Task to carry out:
Check each line of the entries for "present" and report the ones that have it.
□ □ □ □ □
//! Presence validation
//!
//! Fails exactly when the value is absent. Runs after default substitution,
//! so a schema with a default never reports a missing value.

use super::Step;
use crate::value::Value;

/// Fail when the value is `Null`
pub fn apply(value: &Value) -> Step {
    if value.is_null() {
        Step::fail()
    } else {
        Step::pass()
    }
}
//! Allowed and forbidden value sets
//!
//! Membership uses [`Value`] equality, so `1` and `1.0` are the same member.
//! Absent values always pass.

use super::Step;
use crate::value::Value;

/// Membership check variants
#[derive(Debug, Clone, PartialEq)]
pub enum MembershipCheck {
    /// Value must be one of the list
    Allow(Vec<Value>),
    /// Value must not be any of the list
    Deny(Vec<Value>),
    /// Boolean values must equal this literal; other kinds pass
    Literal(bool),
}

impl MembershipCheck {
    pub fn apply(&self, value: &Value) -> Step {
        if value.is_null() {
            return Step::pass();
        }

        let rejected = match self {
            MembershipCheck::Allow(allowed) => !contains(allowed, value),
            MembershipCheck::Deny(denied) => contains(denied, value),
            MembershipCheck::Literal(expected) => {
                matches!(value.as_bool(), Some(actual) if actual != *expected)
            }
        };

        if rejected {
            Step::fail()
        } else {
            Step::pass()
        }
    }
}

/// Check whether `value` is a member of `list`
pub fn contains(list: &[Value], value: &Value) -> bool {
    list.iter().any(|candidate| candidate == value)
}
//! Object schema
//!
//! Runs its own pipeline, validates every declared field at `path.field`,
//! then rejects or passes through the keys no field declares.

use std::sync::Arc;

use tracing::debug;

use super::{field_path, impl_schema_builder, size_rule, Schema, SchemaBase, SchemaRef};
use crate::engine::rules::{Check, Limit, Measure, Rule, TypeCheck};
use crate::engine::Validated;
use crate::error::ValidationError;
use crate::template::render;
use crate::value::{Map, Value};

const BASE: &str = "{{#label}} must be an object";
const MIN: &str = "{{#label}} must have at least {{#limit}} keys";
const MAX: &str = "{{#label}} must have less than or equal to {{#limit}} keys";
const LENGTH: &str = "{{#label}} must have {{#limit}} keys";
const UNKNOWN: &str = "{{#label}} contains unknown key '{{#key}}'";

/// Schema for objects with declared fields
#[derive(Debug, Clone)]
pub struct ObjectSchema {
    base: SchemaBase,
    /// Declaration order is validation order
    fields: Vec<(String, SchemaRef)>,
    allow_unknown: bool,
}

impl ObjectSchema {
    pub fn new() -> Self {
        Self::with_message(BASE)
    }

    /// Create with a custom type-mismatch message
    pub fn with_message(template: impl Into<String>) -> Self {
        Self {
            base: SchemaBase::typed(
                Rule::new("object.base", Check::Type(TypeCheck::Object)).with_message(template),
            ),
            fields: Vec::new(),
            allow_unknown: false,
        }
    }

    /// Declare a field. Redeclaring a name replaces its schema in place.
    pub fn field<S: Schema + 'static>(mut self, name: impl Into<String>, schema: S) -> Self {
        let name = name.into();
        let schema: SchemaRef = Arc::new(schema);
        match self.fields.iter_mut().find(|(existing, _)| *existing == name) {
            Some(slot) => slot.1 = schema,
            None => self.fields.push((name, schema)),
        }
        self
    }

    /// Whether undeclared keys are copied through instead of rejected
    pub fn unknown(mut self, allow: bool) -> Self {
        self.allow_unknown = allow;
        self
    }

    pub fn min(mut self, limit: usize) -> Self {
        self.base
            .push(size_rule("object.min", Measure::Keys, Limit::Min(limit), MIN));
        self
    }

    pub fn max(mut self, limit: usize) -> Self {
        self.base
            .push(size_rule("object.max", Measure::Keys, Limit::Max(limit), MAX));
        self
    }

    pub fn length(mut self, limit: usize) -> Self {
        self.base
            .push(size_rule("object.length", Measure::Keys, Limit::Exact(limit), LENGTH));
        self
    }

    /// Names of the declared fields, in declaration order
    pub fn field_names(&self) -> impl Iterator<Item = &str> {
        self.fields.iter().map(|(name, _)| name.as_str())
    }

    fn unknown_key(&self, path: &str, key: &str, value: Value) -> ValidationError {
        let child = field_path(path, key);

        let mut context = Map::new();
        context.insert("label".to_string(), Value::from(self.base.effective_label(path)));
        context.insert("path".to_string(), Value::from(child.as_str()));
        context.insert("key".to_string(), Value::from(key));
        context.insert("value".to_string(), value);

        ValidationError::new("object.unknown", child, render(UNKNOWN, &context))
    }
}

impl_schema_builder!(ObjectSchema);

impl Schema for ObjectSchema {
    fn validate_at(&self, value: Value, path: &str) -> Validated {
        let Validated { value, mut errors } = self.base.run(value, path);

        let Value::Object(mut input) = value else {
            return Validated::new(value, errors);
        };

        let mut output = Map::new();
        for (name, schema) in &self.fields {
            let child = field_path(path, name);
            match input.remove(name) {
                Some(present) => {
                    let result = schema.validate_at(present, &child);
                    errors.extend(result.errors);
                    output.insert(name.clone(), result.value);
                }
                // Missing fields report errors but stay missing
                None => errors.extend(schema.validate_at(Value::Null, &child).errors),
            }
        }

        for (key, extra) in input {
            if self.allow_unknown {
                debug!(path = path, key = %key, "passing through unknown key");
                output.insert(key, extra);
            } else {
                debug!(path = path, key = %key, "rejecting unknown key");
                errors.push(self.unknown_key(path, &key, extra));
            }
        }

        Validated::new(Value::Object(output), errors)
    }
}
//! Base type checks
//!
//! Every leaf and composite schema starts its pipeline with one of these.
//! Absent values always pass; presence is the job of `required`.

use chrono::{DateTime, NaiveDate, NaiveDateTime, Utc};

use super::Step;
use crate::value::Value;

/// Expected kind of a value
#[derive(Debug, Clone, PartialEq, Eq)]
pub enum TypeCheck {
    String,
    /// `Int` or finite `Float`
    Number,
    Boolean,
    /// Coerces the value to a native date
    Date {
        /// Extra chrono format accepted for strings, tried after RFC 3339
        format: Option<String>,
    },
    Array,
    Object,
}

impl TypeCheck {
    pub fn apply(&self, value: &Value) -> Step {
        if value.is_null() {
            return Step::pass();
        }

        let matches = match self {
            TypeCheck::String => matches!(value, Value::String(_)),
            TypeCheck::Number => match value {
                Value::Int(_) => true,
                Value::Float(x) => x.is_finite(),
                _ => false,
            },
            TypeCheck::Boolean => matches!(value, Value::Bool(_)),
            TypeCheck::Date { format } => {
                return match parse_date(value, format.as_deref()) {
                    Some(date) => Step::replace(date),
                    None => Step::fail(),
                };
            }
            TypeCheck::Array => matches!(value, Value::Array(_)),
            TypeCheck::Object => matches!(value, Value::Object(_)),
        };

        if matches {
            Step::pass()
        } else {
            Step::fail()
        }
    }
}

/// Interpret a value as a point in time.
///
/// Accepts a native date, an RFC 3339 string (or a string in `format`), or a
/// Unix timestamp in seconds. Fractional timestamps are truncated.
pub fn parse_date(value: &Value, format: Option<&str>) -> Option<DateTime<Utc>> {
    match value {
        Value::Date(date) => Some(*date),
        Value::String(s) => parse_date_str(s, format),
        Value::Int(secs) => DateTime::from_timestamp(*secs, 0),
        Value::Float(secs) if secs.is_finite() => {
            let secs = secs.trunc();
            if secs < i64::MIN as f64 || secs >= i64::MAX as f64 {
                return None;
            }
            DateTime::from_timestamp(secs as i64, 0)
        }
        _ => None,
    }
}

fn parse_date_str(s: &str, format: Option<&str>) -> Option<DateTime<Utc>> {
    if let Ok(date) = DateTime::parse_from_rfc3339(s) {
        return Some(date.with_timezone(&Utc));
    }

    let format = format?;
    if let Ok(date) = DateTime::parse_from_str(s, format) {
        return Some(date.with_timezone(&Utc));
    }
    if let Ok(naive) = NaiveDateTime::parse_from_str(s, format) {
        return Some(naive.and_utc());
    }
    NaiveDate::parse_from_str(s, format)
        .ok()
        .and_then(|day| day.and_hms_opt(0, 0, 0))
        .map(|naive| naive.and_utc())
}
□ □ □ □ □
Solved problem:
                Some(present) => {
                    let result = schema.validate_at(present, &child);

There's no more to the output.